30Apr22
30Apr22
di Riccardo Ruggeri
Che Marcell Jacobs fosse diverso in pochi l’avevano capito, ancora meno credevano che sarebbe potuto trasformarsi nel giro di pochi mesi nell’uomo più veloce del pianeta. Il segreto che sta dietro a questo? Tecnica, costanza e, in gergo tecnico, olio di gomito. Le tappe della sua scalata sono state così veloci che nemmeno noi, suoi connazionali, sapevamo chi fosse prima dell’impresa olimpica dei 9.80 secondi alla finale dei 100 metri maschili. Nell’arco di 2 mesi infatti è riuscito ad annientare il record italiano stabilito dall’amico-nemico Filippo tortu, a battere nuovamente quel record e poi in semifinale ad annientarlo per la terza volta con soli 9.84 secondi, che sono il nuovo record europeo, prima della magica finale.
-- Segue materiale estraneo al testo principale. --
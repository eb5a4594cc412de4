use std::sync::Arc;

use axum::{
    extract::{
        ws::{Message, WebSocket, WebSocketUpgrade},
        Query, State,
    },
    response::Response,
};
use futures::{SinkExt, StreamExt};
use serde::Deserialize;
use tokio::sync::mpsc;
use tracing::{debug, info, warn};
use uuid::Uuid;

use super::SessionRegistry;
use crate::state::AppState;

#[derive(Debug, Deserialize)]
pub struct WsQuery {
    pub user_id: Uuid,
}

/// GET /ws?user_id=
/// Upgrades and registers a notification session.
pub async fn ws_handler(
    ws: WebSocketUpgrade,
    State(state): State<AppState>,
    Query(query): Query<WsQuery>,
) -> Response {
    let sessions = state.sessions.clone();
    ws.on_upgrade(move |socket| session(socket, sessions, query.user_id))
}

async fn session(socket: WebSocket, sessions: Arc<SessionRegistry>, user_id: Uuid) {
    let (mut sink, mut stream) = socket.split();
    let (tx, mut rx) = mpsc::unbounded_channel();
    let session_id = sessions.register(user_id, tx);
    info!(%user_id, "Notification session opened");

    let mut send_task = tokio::spawn(async move {
        while let Some(event) = rx.recv().await {
            let text = match serde_json::to_string(&event) {
                Ok(text) => text,
                Err(e) => {
                    warn!("Failed to serialize notification: {e}");
                    continue;
                }
            };
            if sink.send(Message::Text(text)).await.is_err() {
                break;
            }
        }
    });

    let mut recv_task = tokio::spawn(async move {
        while let Some(Ok(message)) = stream.next().await {
            if let Message::Close(_) = message {
                break;
            }
        }
    });

    tokio::select! {
        _ = &mut send_task => recv_task.abort(),
        _ = &mut recv_task => send_task.abort(),
    }

    sessions.unregister(user_id, session_id);
    debug!(%user_id, "Notification session closed");
}
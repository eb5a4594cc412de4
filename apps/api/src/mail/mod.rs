//! Outgoing email: verification codes and "your result is ready" messages.
//!
//! Delivery is best effort. Callers log a failed send and carry on; nothing
//! is retried or queued.

use std::sync::Arc;
use std::time::Duration;

use async_trait::async_trait;
use tracing::info;
use uuid::Uuid;

pub mod smtp;
pub mod templates;

pub use smtp::{SmtpMailer, SmtpSettings};

#[derive(Debug, Clone, PartialEq, Eq)]
pub struct Email {
    pub to: String,
    pub subject: String,
    pub html: String,
}

#[derive(Debug, thiserror::Error)]
pub enum MailError {
    #[error("invalid address: {0}")]
    Address(String),

    #[error("failed to build message: {0}")]
    Build(String),

    #[error("SMTP error: {0}")]
    Transport(String),
}

#[async_trait]
pub trait Mailer: Send + Sync {
    async fn send(&self, email: Email) -> Result<(), MailError>;
}

/// Used when no SMTP relay is configured. Logs the envelope only; bodies can
/// carry one-time codes.
pub struct LogMailer;

#[async_trait]
impl Mailer for LogMailer {
    async fn send(&self, email: Email) -> Result<(), MailError> {
        info!(to = %email.to, subject = %email.subject, "Email not sent, no SMTP relay configured");
        Ok(())
    }
}

/// Renders and sends the pipeline's messages.
pub struct MailService {
    mailer: Arc<dyn Mailer>,
    frontend_url: String,
    otp_ttl: Duration,
}

impl MailService {
    pub fn new(mailer: Arc<dyn Mailer>, frontend_url: &str, otp_ttl: Duration) -> Self {
        Self {
            mailer,
            frontend_url: frontend_url.trim_end_matches('/').to_string(),
            otp_ttl,
        }
    }

    pub async fn send_otp(&self, to: &str, code: &str) -> Result<(), MailError> {
        let minutes = (self.otp_ttl.as_secs() / 60).max(1);
        self.mailer.send(templates::otp(to, code, minutes)).await
    }

    pub async fn send_cv_processed(
        &self,
        to: &str,
        name: &str,
        cv_id: Uuid,
    ) -> Result<(), MailError> {
        let link = format!("{}/cvs/{cv_id}", self.frontend_url);
        self.mailer
            .send(templates::cv_processed(to, name, &link))
            .await
    }

    pub async fn send_task_completed(
        &self,
        to: &str,
        label: &str,
        task_id: Uuid,
    ) -> Result<(), MailError> {
        let link = format!("{}/ai/tasks/{task_id}", self.frontend_url);
        self.mailer
            .send(templates::task_completed(to, label, &link))
            .await
    }
}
Così il 2 agosto alle 14 e 34 minuti il ghepardo italiano ci ha fatto piangere davanti alla tv, conquistando, per la prima volta nella storia dell’atletica italiana, la medaglia d’oro dei 100 maschili davanti agli occhi di tutto il mondo, poteva fermarsi a questo? Ovviamente no, due giorni dopo vince insieme a Fausto Desalu, Lorenzo Patta e Filippo Tortu, l’oro nella staffetta 4x100 maschile rendendo, noi italiani, fieri di lui e dei nostri 3 velocisti migliori. Da qui, il ritorno a casa in trionfo, il meritato riposo che si è interrotto solo un mese fa con tre vittorie consecutive nelle gare indoor dei 60 m e con l’unica nota negativa di una falsa partenza, che gli è costata l’espulsione, nella gara a Belgrado, dove il 20 marzo tornerà per riscattarsi e vincere i mondiali contro i migliori velocisti del pianeta. Siete pronti? Se lo siete allora allacciate le cinture e tenetevi forte, perché Marcell non è pronto a deludere le aspettative, questo è solo l’inizio del suo incredibile viaggio.